The academic portfolio is about my sister and her content, so when we searched Hugo themes and found one that specialized in academic content, it ended up being a great fit! Because I don't live in the academic world, there were all sorts of features she recognized and immediately found useful that I wouldn't have thought of, for example iconography for links to Google Scholar or a url_doi field. Though I didn't build a custom theme, the time I spent tinkering educated me on Hugo's core concepts: lookup order, front matter, configuration, convention and structure. The theme publisher had great documentation, and my experience gave me context to search more effectively and ask better questions.

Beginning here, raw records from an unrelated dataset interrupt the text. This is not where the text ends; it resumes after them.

use assert_cmd::Command;

const SNAPSHOT: &str = r#"{
  "name": "demo",
  "packages": [
    {
      "name": "app.ui",
      "classes": [
        {
          "name": "Widget",
          "efferent_packages": ["app.io"],
          "methods": [
            {
              "name": "draw",
              "lines": 4,
              "complexity": 3.0,
              "line_data": [
                {"number": 1, "counter": 1},
                {"number": 2, "counter": 0},
                {"number": 3, "counter": 5},
                {"number": 4, "counter": 0}
              ]
            }
          ]
        },
        {"name": "Shape", "interface": true, "afferent_packages": ["app.io"]}
      ]
    },
    {
      "name": "app.io",
      "classes": [
        {
          "name": "Reader",
          "efferent_packages": ["app.ui"],
          "methods": [
            {
              "name": "read",
              "lines": 2,
              "complexity": 1.0,
              "line_data": [{"number": 1, "counter": 2}, {"number": 2}]
            }
          ]
        }
      ]
    },
    {
      "name": "app.generated",
      "classes": [{"name": "Stub"}]
    }
  ]
}"#;

fn write_snapshot(dir: &tempfile::TempDir, name: &str, body: &str) -> std::path::PathBuf {
    let path = dir.path().join(name);
    std::fs::write(&path, body).unwrap();
    path
}

fn run_json(args: &[&str], dir: &tempfile::TempDir) -> serde_json::Value {
    let mut cmd = Command::cargo_bin("coverage-rollup").unwrap();
    cmd.args(args).current_dir(dir.path());
    let out = cmd.assert().success().get_output().stdout.clone();
    serde_json::from_slice(&out).unwrap()
}

#[test]
fn prints_version() {
    let mut cmd = Command::cargo_bin("coverage-rollup").unwrap();
    cmd.arg("-V");
    let output = cmd.assert().get_output().stdout.clone();
    assert!(!output.is_empty());
}

#[test]
fn prints_help() {
    let mut cmd = Command::cargo_bin("coverage-rollup").unwrap();
    cmd.arg("-?");
    let out = cmd.assert().get_output().stdout.clone();
    let s = String::from_utf8_lossy(&out);
    assert!(s.contains("Usage:"));
    assert!(s.contains("Ce"));
    assert!(s.contains("Evaluation:"));
}

#[test]
fn aggregates_snapshot() {
    let dir = tempfile::tempdir().unwrap();
    write_snapshot(&dir, "demo.json", SNAPSHOT);
    let v = run_json(&["demo.json"], &dir);

    assert_eq!(v["meta"]["project"], "demo");
    let packages = v["packages"].as_array().unwrap();
    assert_eq!(packages.len(), 3);
    let ui = &packages[0];
    assert_eq!(ui["name"], "app.ui");
    assert_eq!(ui["lines"], 4);
    assert_eq!(ui["coverage"].as_f64().unwrap(), 50.0);
    assert_eq!(ui["abstractness"].as_f64().unwrap(), 0.5);
    assert_eq!(ui["efference"], serde_json::json!(["app.io"]));
    assert!(ui.get("classes").is_none());
    assert_eq!(ui["evaluation"]["coverage"], "low");
}

#[test]
fn reports_method_faults_and_cycles() {
    let dir = tempfile::tempdir().unwrap();
    write_snapshot(&dir, "demo.json", SNAPSHOT);
    let v = run_json(&["demo.json"], &dir);

    let faults = v["warnings"]["method_faults"].as_array().unwrap();
    assert_eq!(faults.len(), 1);
    assert_eq!(faults[0]["package"], "app.io");
    assert_eq!(faults[0]["method"], "read");
    assert_eq!(
        v["warnings"]["dependency_cycles"],
        serde_json::json!([["app.io", "app.ui"]])
    );
}

#[test]
fn fail_on_fault_exits_with_error() {
    let dir = tempfile::tempdir().unwrap();
    write_snapshot(&dir, "demo.json", SNAPSHOT);
    let mut cmd = Command::cargo_bin("coverage-rollup").unwrap();
    cmd.args(["--fail-on-fault", "demo.json"])
        .current_dir(dir.path());
    cmd.assert().code(1);
}

#[test]
fn config_excludes_packages() {
    let dir = tempfile::tempdir().unwrap();
    write_snapshot(&dir, "demo.json", SNAPSHOT);
    std::fs::write(
        dir.path().join(".rollup.toml"),
        "[filter]\nexclude = [\"app.generated\"]\n",
    )
    .unwrap();
    let v = run_json(&["demo.json"], &dir);
    let names: Vec<&str> = v["packages"]
        .as_array()
        .unwrap()
        .iter()
        .map(|p| p["name"].as_str().unwrap())
        .collect();
    assert_eq!(names, vec!["app.ui", "app.io"]);
    assert_eq!(
        v["warnings"]["skipped_packages"],
        serde_json::json!(["app.generated"])
    );
    assert_eq!(
        v["meta"]["config"]["filter"]["exclude"],
        serde_json::json!(["app.generated"])
    );
}

#[test]
fn all_flag_includes_classes() {
    let dir = tempfile::tempdir().unwrap();
    write_snapshot(&dir, "demo.json", SNAPSHOT);
    let v = run_json(&["-a", "demo.json"], &dir);
    let classes = v["packages"][0]["classes"].as_array().unwrap();
    assert_eq!(classes[0]["name"], "Widget");
    assert_eq!(classes[0]["methods"][0]["total_executions"], 6);
}

#[test]
fn outputs_yaml() {
    let dir = tempfile::tempdir().unwrap();
    write_snapshot(&dir, "demo.json", SNAPSHOT);
    let mut cmd = Command::cargo_bin("coverage-rollup").unwrap();
    cmd.args(["-o", "yaml", "demo.json"]).current_dir(dir.path());
    let out = cmd.assert().success().get_output().stdout.clone();
    let s = String::from_utf8_lossy(&out);
    assert!(s.contains("packages:"));
    assert!(s.contains("name: app.ui"));
}

#[test]
fn reads_yaml_snapshot() {
    let dir = tempfile::tempdir().unwrap();
    write_snapshot(
        &dir,
        "demo.yaml",
        "name: tiny\npackages:\n  - name: core\n    classes:\n      - name: A\n        methods:\n          - name: f\n            lines: 2\n            complexity: 1.0\n            line_data:\n              - number: 1\n                counter: 3\n",
    );
    let v = run_json(&["demo.yaml"], &dir);
    assert_eq!(v["packages"][0]["coverage"].as_f64().unwrap(), 50.0);
}

#[test]
fn coverage_gate_fails() {
    let dir = tempfile::tempdir().unwrap();
    write_snapshot(&dir, "demo.json", SNAPSHOT);
    let mut cmd = Command::cargo_bin("coverage-rollup").unwrap();
    cmd.args(["--coverage-lt", "60", "demo.json"])
        .current_dir(dir.path());
    cmd.assert().code(1);

    let mut cmd = Command::cargo_bin("coverage-rollup").unwrap();
    cmd.args(["--coverage-lt", "0", "demo.json"])
        .current_dir(dir.path());
    cmd.assert().success();
}

#[test]
fn distance_gate_fails() {
    let dir = tempfile::tempdir().unwrap();
    write_snapshot(&dir, "demo.json", SNAPSHOT);
    let mut cmd = Command::cargo_bin("coverage-rollup").unwrap();
    cmd.args(["--distance-gt", "0.1", "demo.json"])
        .current_dir(dir.path());
    cmd.assert().code(1);
}

#[test]
fn init_writes_template_once() {
    let dir = tempfile::tempdir().unwrap();
    let mut cmd = Command::cargo_bin("coverage-rollup").unwrap();
    cmd.arg("init").current_dir(dir.path());
    cmd.assert().success();
    let body = std::fs::read_to_string(dir.path().join(".rollup.toml")).unwrap();
    assert!(body.contains("[evaluation.coverage]"));
    assert!(body.contains("[filter]"));

    let mut cmd = Command::cargo_bin("coverage-rollup").unwrap();
    cmd.arg("init").current_dir(dir.path());
    let out = cmd.assert().success().get_output().stderr.clone();
    assert!(String::from_utf8_lossy(&out).contains("already exists"));
}

#[test]
fn missing_snapshot_is_an_error() {
    let dir = tempfile::tempdir().unwrap();
    let mut cmd = Command::cargo_bin("coverage-rollup").unwrap();
    cmd.arg("absent.json").current_dir(dir.path());
    cmd.assert().failure();
}

#[test]
fn unknown_format_prints_nothing() {
    let dir = tempfile::tempdir().unwrap();
    write_snapshot(&dir, "demo.json", SNAPSHOT);
    let mut cmd = Command::cargo_bin("coverage-rollup").unwrap();
    cmd.args(["-o", "xml", "demo.json"]).current_dir(dir.path());
    let assert = cmd.assert().success();
    let output = assert.get_output();
    assert!(output.stdout.is_empty());
    assert!(String::from_utf8_lossy(&output.stderr).contains("unknown output format"));
}

#[test]
fn invalid_gate_value_is_reported() {
    let dir = tempfile::tempdir().unwrap();
    write_snapshot(&dir, "demo.json", SNAPSHOT);
    let mut cmd = Command::cargo_bin("coverage-rollup").unwrap();
    cmd.args(["--coverage-lt", "abc", "--distance-gt", "NaN", "demo.json"])
        .current_dir(dir.path());
    let assert = cmd.assert().success();
    let stderr = String::from_utf8_lossy(&assert.get_output().stderr).into_owned();
    assert!(stderr.contains("ignoring invalid --coverage-lt value: abc"));
    assert!(stderr.contains("ignoring invalid --distance-gt value: NaN"));
}

#[test]
fn excluded_package_does_not_form_cycles() {
    let dir = tempfile::tempdir().unwrap();
    write_snapshot(
        &dir,
        "stale.json",
        r#"{
  "name": "stale",
  "packages": [
    {"name": "app", "classes": [{"name": "Service", "efferent_packages": ["gen"]}]},
    {"name": "gen", "efference": ["app"]}
  ]
}"#,
    );
    std::fs::write(
        dir.path().join(".rollup.toml"),
        "[filter]\nexclude = [\"gen\"]\n",
    )
    .unwrap();
    let v = run_json(&["stale.json"], &dir);
    assert_eq!(v["warnings"]["skipped_packages"], serde_json::json!(["gen"]));
    assert_eq!(v["warnings"]["dependency_cycles"], serde_json::json!([]));
}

I had a third priority: ease of content editing for my sister, and I missed the mark. Forestry was a gamble, I knew better: gamble on new services and technology on your own time, not with clients. Being well-equipped to customize and modify the site was a key reason for choosing Hugo over Wordpress. Forestry and platforms like it make it possible for non-coders to manage and add content to their sites without coding, and it supports several popular generators. However, the following gaps were a problem:

  1. No preview server, outdated versions of Hugo : On time of writing, the latest Hugo version is 0.91. The pre-built theme used version 0.84, the latest available by Forestry 0.81. This meant my sister could see edits in a WYSIWYG editor but couldn't preview them as part of the site before publish.
  2. Limited abstraction of Hugo's full capabilities : Hugo can support either a single post file (this-post-is-great.md) or a directory which is especially useful for organizing related media (this-post-is-useful/index.md). Forestry could interpret either structure but my sister couldn't upload a featured image into a directory. To flip the problem, the pre-built theme might have used front matter instead of convention to support a featured image just like it does to support alt text and captions. 🤷🏼‍♀️ Oh well, it's still one of a few missing capabilities for managing a Hugo site:
    • can only upload media to one static directory
    • adding a post to a directory, no option to rename the file to index.md
    • cannot edit Hugo configuration or theme configuration files (maybe a limitation of the outdated Hugo version?)
  3. No viewing or managing version history from the editor : It comforted me knowing "it's all Git". Nearly any mistake could be fixed with a quick git revert--but not in the editor. There's a Site Activity icon by the logo but no way to see commit hashes to a file or revert to a change like you might in GitHub or GitLab.
  4. So many commits : Each save is a commit, and more commits is more build minutes. Over the week I jumped over 100 minutes of 300 minutes available (normally I average 5-10 minutes per month).

    Sidenote: I think what this made me realize is I want something like a branch feature so not every change needs to be draft-or-live: you can save changes to a "release", and publishing your changes is like merging your branch into the main development branch. I'm sure this is challenging (rebasing branches, for one) but it's an idea.

Summary

  • Listening: a winning strategy.
  • Playing to your strengths is good for speed. There's nuance but when what you know solves the problem, go for it!
  • My personal projects--using Hugo, developing my own theme, integrating components from another site (CORS), using Git--made it easier to build, customize, and debug. Win! 🎉
  • DNS changes can take a long time, up to 24 hours or longer. Prepare accordingly.

What I'm curious about next

  • What is Netlify or Git LFS (large file system), how does it work?
  • Check out Netlify CMS--will it support directory content with media?
  • Build my own theme!
  • Check out 11ty (Eleventy)

  1. I use GoatCounter for basic analytics. Once the site has traffic, we'll assess if it meets her needs.